Daily Press Briefing
Sean McCormack, Spokesman
Washington, DC
May 12, 2006

INDEX:

UZBEKISTAN
One Year After Andijan Tragedy
Congressional Legislation Proposing Targeted Sanctions

MISCELLANEOUS
International Committee of the Red Cross (ICRC) Criticism of US
Regarding Access to Detainees
Secretary Rice's Meeting with ICRC President Kellenberger

IRAN
UN Secretary General's Comments on US Holding Direct Talks with
Iran
Reported New Uranium Traces Found at an Iranian Site / Release of
International Atomic Energy Agency (IAEA) report on Iranian
Nuclear Program
Secretary Rice's Involvement / Diplomatic Efforts on Iran Issue
Status of Discussions on Incentives Package for Iran
P-5 +1 Meeting in London Next Week


TRANSCRIPT:

12:47 p.m. EDT


MR. MCCORMACK: Good afternoon, everybody. How are you? I have one opening statement then we can get into questions. This is on the one-year anniversary of the incidents in Andijon.

"A year after the tragic events in Andijon, the Government of Uzbekistan still owes the victims and survivors a full accounting of what took place. Numerous eyewitness reports of security forces shooting and killing several hundred men, women and children have not been adequately addressed. The United States again calls on the Government of Uzbekistan to allow for a full, credible and transparent international investigation into Andijon, to cease immediately the crackdown on civil society, and to take steps to uphold Uzbekistan's international human rights commitments."

With that, I'd be happy to take your questions.

QUESTION: Yesterday, you were asked about sanctions legislation proposed by Chris Smith and John McCain.

MR. MCCORMACK: Right.

QUESTION: Any response?

MR. MCCORMACK: At this point, George, I think the legislation is at a very preliminary stage, but we would not, at this time, rule out sanctions on Uzbekistan. I think that in the weeks and months ahead, as this legislation is considered by both houses, the Senate and the House of Representatives, we'll be working closely with members of Congress on it. But as of this moment, we would not rule out sanctions.

Okay. Any other topics? Charlie.

(No response.)

(Laughter.)

MR. MCCORMACK: Almost got off.

(Laughter.)

MR. CASEY: Not fast enough, Charlie.

MR. MCCORMACK: Teri.

QUESTION: I had my moment, could have made it a record briefing.

MR. MCCORMACK: Mr. Gedda.

QUESTION: You got another one -- do you have any comment to -- with respect to the statement by the head of the International Committee for the Red Cross, deploring the refusal of the United States to allow a Red Cross delegation to visit people being held in secret detention?

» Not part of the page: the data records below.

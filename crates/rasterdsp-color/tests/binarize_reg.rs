//! Test binary conversion and histogram-based threshold selection

use rasterdsp_color::{
    AdaptiveThresholdOptions, ColorError, ThresholdMethod, adaptive_threshold, optimal_threshold,
    threshold, threshold2, threshold_mask,
};
use rasterdsp_core::{BitDepth, Bitmap, OperationContext, Rect, Rgba};
use rasterdsp_test::{RegParams, synth};

// ============================================================================
// Fixed-level threshold
// ============================================================================

#[test]
fn test_threshold_splits_bimodal() {
    let img = synth::bimodal(32, 8, 40, 210);
    let bin = threshold(&img, 128).unwrap();

    assert_eq!(bin.depth(), BitDepth::Bit1);
    for y in 0..8 {
        assert_eq!(bin.get_pixel_unchecked(0, y), 0);
        assert_eq!(bin.get_pixel_unchecked(31, y), 1);
    }
}

#[test]
fn test_threshold_level_is_strict() {
    let img = synth::uniform(4, 4, BitDepth::Bit8, 128);
    let at_level = threshold(&img, 128).unwrap();
    let below = threshold(&img, 127).unwrap();

    // strictly-greater comparison: equal values stay black
    assert_eq!(at_level.get_pixel_unchecked(2, 2), 0);
    assert_eq!(below.get_pixel_unchecked(2, 2), 1);
}

#[test]
fn test_threshold_mask_varies_per_pixel() {
    let img = synth::uniform(32, 4, BitDepth::Bit8, 128);
    let mask = synth::bimodal(32, 4, 60, 200);
    let bin = threshold_mask(&img, &mask).unwrap();

    // 128 clears the low mask level and fails the high one
    assert_eq!(bin.get_pixel_unchecked(0, 0), 1);
    assert_eq!(bin.get_pixel_unchecked(31, 0), 0);
}

#[test]
fn test_threshold2_paints_low_side() {
    let mut work = synth::rgb_gradient(32, 8).to_mut();
    threshold2(&mut work, 128, false, Rgba::rgb(255, 0, 255), false).unwrap();
    let out: Bitmap = work.into();

    // dark left edge replaced, bright right edge kept
    assert_eq!(out.pixel_color_unchecked(0, 0), Rgba::rgb(255, 0, 255));
    let right = out.pixel_color_unchecked(31, 7);
    assert_eq!(right.red, 255);
    assert_eq!(right.green, 255);
}

// ============================================================================
// Optimal threshold
// ============================================================================

#[test]
fn test_optimal_threshold_methods_on_bimodal() {
    let img = synth::bimodal(64, 32, 50, 200);
    let ctx = OperationContext::new();

    let mut rp = RegParams::new("binarize_optimal");
    let otsu = optimal_threshold(&img, ThresholdMethod::Otsu, None, None, &ctx).unwrap();
    rp.compare_values(125.0, f64::from(otsu), 0.0);

    let kittler =
        optimal_threshold(&img, ThresholdMethod::KittlerIllingworth, None, None, &ctx).unwrap();
    rp.compare_values(125.0, f64::from(kittler), 0.0);

    let pot =
        optimal_threshold(&img, ThresholdMethod::PotentialDifference, None, None, &ctx).unwrap();
    rp.compare_values(125.0, f64::from(pot), 0.0);
    assert!(rp.cleanup());
}

#[test]
fn test_optimal_threshold_gradient_lands_midrange() {
    let img = synth::gray_gradient(256, 4);
    let ctx = OperationContext::new();
    let level = optimal_threshold(&img, ThresholdMethod::Otsu, None, None, &ctx).unwrap();
    assert!(
        (100..=156).contains(&level),
        "threshold {} outside midrange",
        level
    );
}

#[test]
fn test_optimal_threshold_region_limits_histogram() {
    let img = synth::bimodal(64, 16, 50, 200);
    let ctx = OperationContext::new();

    // only the dark half contributes
    let level = optimal_threshold(
        &img,
        ThresholdMethod::Otsu,
        Some(Rect::new_unchecked(0, 0, 32, 16)),
        None,
        &ctx,
    )
    .unwrap();
    assert_eq!(level, 49);

    let empty = optimal_threshold(
        &img,
        ThresholdMethod::Otsu,
        Some(Rect::new_unchecked(100, 0, 8, 8)),
        None,
        &ctx,
    );
    assert!(matches!(empty, Err(ColorError::EmptyHistogram)));
}

// ============================================================================
// Adaptive threshold
// ============================================================================

#[test]
fn test_adaptive_threshold_finds_local_spots() {
    let base = synth::uniform(64, 32, BitDepth::Bit8, 180);
    let mut work = base.to_mut();
    work.set_pixel_unchecked(16, 8, 60);
    work.set_pixel_unchecked(48, 24, 60);
    let img: Bitmap = work.into();

    let ctx = OperationContext::new();
    let options = AdaptiveThresholdOptions::default()
        .with_method(ThresholdMethod::Otsu)
        .with_box_size(16)
        .with_balance(0.0);
    let bin = adaptive_threshold(&img, &options, None, &ctx).unwrap();

    assert_eq!(bin.depth(), BitDepth::Bit1);
    assert_eq!(bin.width(), 64);
    assert_eq!(bin.height(), 32);
    assert_eq!(bin.get_pixel_unchecked(16, 8), 0);
    assert_eq!(bin.get_pixel_unchecked(48, 24), 0);
    // the uniform background clears its local level everywhere
    assert_eq!(bin.get_pixel_unchecked(0, 0), 1);
    assert_eq!(bin.get_pixel_unchecked(17, 8), 1);
    assert_eq!(bin.get_pixel_unchecked(63, 31), 1);
}

#[test]
fn test_adaptive_threshold_full_balance_matches_global() {
    let img = synth::bimodal(64, 32, 50, 200);
    let ctx = OperationContext::new();

    let global = optimal_threshold(&img, ThresholdMethod::Otsu, None, None, &ctx).unwrap();
    let options = AdaptiveThresholdOptions::default()
        .with_method(ThresholdMethod::Otsu)
        .with_box_size(16)
        .with_balance(1.0);
    let bin = adaptive_threshold(&img, &options, None, &ctx).unwrap();
    let reference = threshold(&img, global).unwrap();

    let mut rp = RegParams::new("binarize_adaptive_global");
    rp.compare_bitmaps(&reference, &bin);
    assert!(rp.cleanup());
}

#[test]
fn test_adaptive_threshold_cancel_stops_early() {
    let img = synth::bimodal(64, 32, 50, 200);
    let ctx = OperationContext::new();
    ctx.cancel_flag().store(true, std::sync::atomic::Ordering::Relaxed);

    // cancelled runs still produce a full-size binary image
    let options = AdaptiveThresholdOptions::default().with_box_size(16);
    let bin = adaptive_threshold(&img, &options, None, &ctx).unwrap();
    assert_eq!(bin.width(), 64);
    assert_eq!(bin.height(), 32);
}
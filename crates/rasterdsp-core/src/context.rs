//! OperationContext - cooperative cancellation and progress reporting
//!
//! Long-running transforms take a context and poll it at the top of each
//! outer row or cell. Cancellation is cooperative: when the flag is set
//! the transform stops early and returns success with the partial result.
//! The caller owns the flag and can tell a partial result apart from a
//! complete one.

use std::sync::Arc;
use std::sync::atomic::{AtomicBool, Ordering};

/// Progress callback, called with a percentage in [0, 100].
pub type ProgressFn = dyn Fn(u8) + Send + Sync;

/// Cancellation flag plus optional progress sink for one or more
/// long-running transforms.
pub struct OperationContext {
    cancel: Arc<AtomicBool>,
    progress: Option<Box<ProgressFn>>,
}

impl OperationContext {
    /// Create a context with a fresh cancellation flag and no progress sink.
    pub fn new() -> Self {
        Self {
            cancel: Arc::new(AtomicBool::new(false)),
            progress: None,
        }
    }

    /// Attach a progress callback.
    pub fn with_progress(mut self, f: impl Fn(u8) + Send + Sync + 'static) -> Self {
        self.progress = Some(Box::new(f));
        self
    }

    /// Get a clone of the cancellation flag, e.g. to hand to a controller
    /// thread.
    pub fn cancel_flag(&self) -> Arc<AtomicBool> {
        Arc::clone(&self.cancel)
    }

    /// Context sharing this one's cancellation flag but without the
    /// progress sink. Composite transforms hand this to sub-operations
    /// whose progress they report themselves.
    pub fn child(&self) -> Self {
        Self {
            cancel: Arc::clone(&self.cancel),
            progress: None,
        }
    }

    /// Request cancellation of any transform polling this context.
    pub fn request_cancel(&self) {
        self.cancel.store(true, Ordering::Relaxed);
    }

    /// Check whether cancellation has been requested.
    #[inline]
    pub fn is_cancelled(&self) -> bool {
        self.cancel.load(Ordering::Relaxed)
    }

    /// Report progress as a percentage in [0, 100].
    #[inline]
    pub fn report_progress(&self, percent: u8) {
        if let Some(ref f) = self.progress {
            f(percent.min(100));
        }
    }

    /// Progress for row `y` of `height` rows, as the integer percentage
    /// `100 * y / height`.
    #[inline]
    pub fn report_row(&self, y: u32, height: u32) {
        if height > 0 {
            self.report_progress((100 * y / height) as u8);
        }
    }
}

impl Default for OperationContext {
    fn default() -> Self {
        Self::new()
    }
}

impl std::fmt::Debug for OperationContext {
    fn fmt(&self, f: &mut std::fmt::Formatter<'_>) -> std::fmt::Result {
        f.debug_struct("OperationContext")
            .field("cancelled", &self.is_cancelled())
            .field("has_progress", &self.progress.is_some())
            .finish()
    }
}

MR. MCCORMACK: Well, George, we have a good working relationship with the International Committee of the Red Cross. Various government agencies work with the ICRC. We have very solid trust relationships with them. Secretary Rice has an excellent relationship with Mr. Kellenberger, the head of the ICRC; that is a relationship of mutual trust. And we provide access to the vast majority of individuals who are being held by the United States Government and we are in compliance with our international treaty obligations regarding the third and fourth Geneva Conventions.

QUESTION: Well, it's very unusual for them to be as outspoken as they have been. And obviously, they think this is a very serious situation that some people simply are beyond their reach. And they obviously don't think that you're in compliance, so have you agreed to disagree with them on this?

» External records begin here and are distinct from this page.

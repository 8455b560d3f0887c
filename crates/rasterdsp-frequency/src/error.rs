//! Error types for frequency-domain operations

use thiserror::Error;

/// Errors that can occur during Fourier transforms
#[derive(Error, Debug)]
pub enum FrequencyError {
    /// Error from core bitmap operations
    #[error("Core error: {0}")]
    Core(#[from] rasterdsp_core::Error),

    /// Neither a real nor an imaginary source plane was supplied
    #[error("At least one source plane is required")]
    MissingSource,

    /// The radix-2 transform needs a power-of-two line length
    #[error("Line length {0} is not a power of two")]
    NotPowerOfTwo(usize),
}

/// Result type for frequency-domain operations
pub type FrequencyResult<T> = Result<T, FrequencyError>;
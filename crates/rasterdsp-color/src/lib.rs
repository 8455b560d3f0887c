//! Rasterdsp Color - Color processing for raster images
//!
//! This crate provides color manipulation and measurement functions:
//!
//! - **Color space conversion** ([`colorspace`]): RGB <-> HSL, YUV, YIQ, XYZ, per pixel or whole image
//! - **Channel splitting** ([`channel`]): Split into planes of any supported space, CMYK, alpha; recombine
//! - **Thresholding** ([`threshold`]): Binary conversion, histogram-based optimal levels, adaptive local thresholding
//! - **Tone adjustment** ([`enhance`]): Look-up tables, brightness/contrast, gamma, saturation, solarize, colorize, red-eye removal

pub mod channel;
pub mod colorspace;
pub mod enhance;
pub mod error;
pub mod threshold;

// Re-export core types
pub use rasterdsp_core;

// Re-export error types
pub use error::{ColorError, ColorResult};

// Re-export color space types and functions
pub use colorspace::{
    // Types
    ColorSpace,
    ColorTriple,
    // Constants
    HSL_UNDEFINED,
    // Pixel-level conversions
    hsl_to_rgb,
    rgb_to_hsl,
    rgb_to_xyz,
    rgb_to_yiq,
    rgb_to_yuv,
    xyz_to_rgb,
    yiq_to_rgb,
    yuv_to_rgb,
    // Image-level conversion
    convert_color_space,
};

// Re-export channel functions
pub use channel::{combine, split, split_alpha, split_cmyk};

// Re-export threshold functions
pub use threshold::{
    // Types
    AdaptiveThresholdOptions,
    ThresholdMethod,
    // Functions
    adaptive_threshold,
    optimal_threshold,
    threshold,
    threshold2,
    threshold_mask,
};

// Re-export tone adjustment functions
pub use enhance::{
    // Types
    Lut,
    SaturationMode,
    // Functions
    apply_lut,
    apply_lut_rgb,
    colorize,
    gamma,
    gamma_rgb,
    light,
    mean_lightness,
    red_eye_remove,
    saturate,
    shift_rgb,
    solarize,
};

MR. MCCORMACK: Well, the issue did come up in the discussion with the Secretary yesterday and I expect it will come up in Mr. Kellenberger's other meetings around town in Washington. I know that he has a series of other meetings.

Look, there are -- under the Geneva Conventions there is a certain category of individual, and this is allowed for under the Geneva Conventions, individuals who forfeit their rights under Geneva Convention protections, and they do this through a variety of different actions. So there are a group of -- there are allowances in the Geneva Convention for individuals who would not be covered by that convention and, therefore the party holding them would not be subject to the Geneva Conventions in providing access to those individuals.

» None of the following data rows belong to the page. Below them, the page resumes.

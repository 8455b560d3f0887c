//! Smart defect repair
//!
//! Removes small defects, dithering and compression artifacts by running
//! an anisotropic smoothing step over each channel of a chosen color
//! space. The correction term favors diffusion along edges over
//! diffusion across them, so region boundaries survive while isolated
//! outliers are pulled toward their surroundings.

use rasterdsp_color::{ColorSpace, combine, split, split_alpha};
use rasterdsp_core::{Bitmap, BitmapMut, OperationContext};

use crate::error::InpaintResult;

/// One anisotropic smoothing pass over an 8-bit channel plane.
///
/// Every pixel is rewritten from a snapshot of the plane, so pass order
/// has no influence on the result. Missing neighbors at the borders are
/// substituted by clamping sample coordinates into the plane.
fn channel_repair(channel: &mut BitmapMut, radius: f64, ctx: &OperationContext) {
    let width = channel.width();
    let height = channel.height();

    let mut previous = vec![0u8; (width as usize) * (height as usize)];
    for y in 0..height {
        for x in 0..width {
            previous[(y * width + x) as usize] = channel.get_pixel_unchecked(x, y) as u8;
        }
    }

    let sample = |x: i32, y: i32| -> f64 {
        let cx = x.clamp(0, width as i32 - 1) as u32;
        let cy = y.clamp(0, height as i32 - 1) as u32;
        f64::from(previous[(cy * width + cx) as usize])
    };
    let corrected = |x: u32, y: u32| -> u32 {
        let (x, y) = (x as i32, y as i32);
        let center = sample(x, y);
        let east = sample(x + 1, y);
        let west = sample(x - 1, y);
        let south = sample(x, y + 1);
        let north = sample(x, y - 1);

        let ix = (east - west) / 2.0;
        let iy = (south - north) / 2.0;
        let ixx = east + west - 2.0 * center;
        let iyy = south + north - 2.0 * center;
        let ixy = (sample(x + 1, y + 1) + sample(x - 1, y - 1)
            - sample(x - 1, y + 1)
            - sample(x + 1, y - 1))
            / 4.0;

        let correction = ((1.0 + iy * iy) * ixx - ix * iy * ixy + (1.0 + ix * ix) * iyy)
            / (1.0 + ix * ix + iy * iy);
        (center + radius * correction + 0.5).clamp(0.0, 255.0) as u32
    };

    for y in 1..height - 1 {
        if ctx.is_cancelled() {
            return;
        }
        for x in 1..width - 1 {
            let value = corrected(x, y);
            channel.set_pixel_unchecked(x, y, value);
        }
    }

    // Border pixels get the same update with clamped neighbor reads.
    // Corners land in both passes; the second write repeats the first.
    let mut edge_rows = vec![0];
    if height > 1 {
        edge_rows.push(height - 1);
    }
    for &y in &edge_rows {
        if ctx.is_cancelled() {
            return;
        }
        for x in 0..width {
            let value = corrected(x, y);
            channel.set_pixel_unchecked(x, y, value);
        }
    }
    let mut edge_cols = vec![0];
    if width > 1 {
        edge_cols.push(width - 1);
    }
    for &x in &edge_cols {
        if ctx.is_cancelled() {
            return;
        }
        for y in 0..height {
            let value = corrected(x, y);
            channel.set_pixel_unchecked(x, y, value);
        }
    }
}

/// Repair small defects by anisotropic channel smoothing
///
/// Splits `src` into the three planes of `space`, runs `iterations`
/// smoothing passes over each plane and recombines them into a fresh
/// 24-bit image. An alpha channel, when present, is carried over
/// unmodified. `radius` weights the correction added per pass; useful
/// values lie between 0.01 and 0.5, and `radius * iterations` should
/// stay below 1 to avoid visible blurring.
///
/// Cancellation is polled per plane row; a cancelled call recombines
/// whatever was processed up to that point.
///
/// # Arguments
///
/// * `src` - Image to repair
/// * `radius` - Correction weight per pass
/// * `iterations` - Smoothing passes per plane
/// * `space` - Color space the planes are taken in
/// * `ctx` - Cancellation and progress reporting
///
/// # Returns
///
/// The repaired image as a fresh 24-bit bitmap.
pub fn repair(
    src: &Bitmap,
    radius: f32,
    iterations: u32,
    space: ColorSpace,
    ctx: &OperationContext,
) -> InpaintResult<Bitmap> {
    let (p1, p2, p3) = split(src, space)?;
    let mut p1 = p1.try_into_mut().unwrap();
    let mut p2 = p2.try_into_mut().unwrap();
    let mut p3 = p3.try_into_mut().unwrap();

    let radius = f64::from(radius);
    let total = u64::from(iterations.max(1)) * 3;
    let mut done = 0u64;
    for _ in 0..iterations {
        if ctx.is_cancelled() {
            break;
        }
        for channel in [&mut p1, &mut p2, &mut p3] {
            channel_repair(channel, radius, ctx);
            done += 1;
            ctx.report_progress((done * 100 / total) as u8);
        }
    }

    let alpha = if src.has_alpha() {
        Some(split_alpha(src)?)
    } else {
        None
    };

    let p1: Bitmap = p1.into();
    let p2: Bitmap = p2.into();
    let p3: Bitmap = p3.into();
    Ok(combine(&p1, &p2, &p3, alpha.as_ref(), space)?)
}

#[cfg(test)]
mod tests {
    use super::*;
    use rasterdsp_core::BitDepth;

    fn plane(width: u32, height: u32, value: u32) -> BitmapMut {
        let mut p = Bitmap::new(width, height, BitDepth::Bit8)
            .unwrap()
            .try_into_mut()
            .unwrap();
        for y in 0..height {
            for x in 0..width {
                p.set_pixel_unchecked(x, y, value);
            }
        }
        p
    }

    #[test]
    fn test_flat_plane_is_unchanged() {
        let mut p = plane(6, 6, 77);
        channel_repair(&mut p, 0.5, &OperationContext::new());
        for y in 0..6 {
            for x in 0..6 {
                assert_eq!(p.get_pixel_unchecked(x, y), 77);
            }
        }
    }

    #[test]
    fn test_spike_is_pulled_to_the_background() {
        let mut p = plane(5, 5, 100);
        p.set_pixel_unchecked(2, 2, 200);
        channel_repair(&mut p, 0.25, &OperationContext::new());
        // correction at the spike is -400, so 200 - 100 rounds back down
        assert_eq!(p.get_pixel_unchecked(2, 2), 100);
        assert_eq!(p.get_pixel_unchecked(1, 2), 100);
        assert_eq!(p.get_pixel_unchecked(0, 0), 100);
    }

    #[test]
    fn test_single_row_plane_does_not_loop() {
        let mut p = plane(4, 1, 10);
        channel_repair(&mut p, 0.25, &OperationContext::new());
        for x in 0..4 {
            assert_eq!(p.get_pixel_unchecked(x, 0), 10);
        }
    }
}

QUESTION: Can I follow up.

MR. MCCORMACK: Sure.

QUESTION: But I believe that the President had said, at the time that the controversy about these detainees started, that even enemy combatants would be allowed to have the same rights as those under the Geneva Conventions, even if they weren't covered by the conventions. And if you say that these detainees are being treated according to all human rights international law, then why not let the ICRC see them to make sure for themselves?

MR. MCCORMACK: Well, there -- and I'm not a lawyer; I'm not going to get into all the ins and outs of this, but there are individuals who are clearly covered under the Geneva Conventions and our lawyers have made those findings and we've talked about them in public. There are people that we did not believe who were covered by the Geneva Conventions. But in an effort to provide maximum transparency, we classified certain individuals as enemy combatants and they have been afforded treatment that is consistent with our international obligations. And all the people that are held by the U.S. Government are treated humanely.

As I said, there is a certain subcategory of individuals who have forfeited their protections under the Geneva Conventions. And there is not an obligation to allow access to those individuals. So the United States provides access to the vast majority of people held by the United States Government. And as I said, people are treated humanely. And we have a good working relationship with the ICRC. And I would expect that that would continue in the future, as they raise issues. We do our very best to address those issues and to work them out. That has been the modus operandi going back decades between the U.S. Government and the ICRC, as well as between the ICRC and other foreign governments.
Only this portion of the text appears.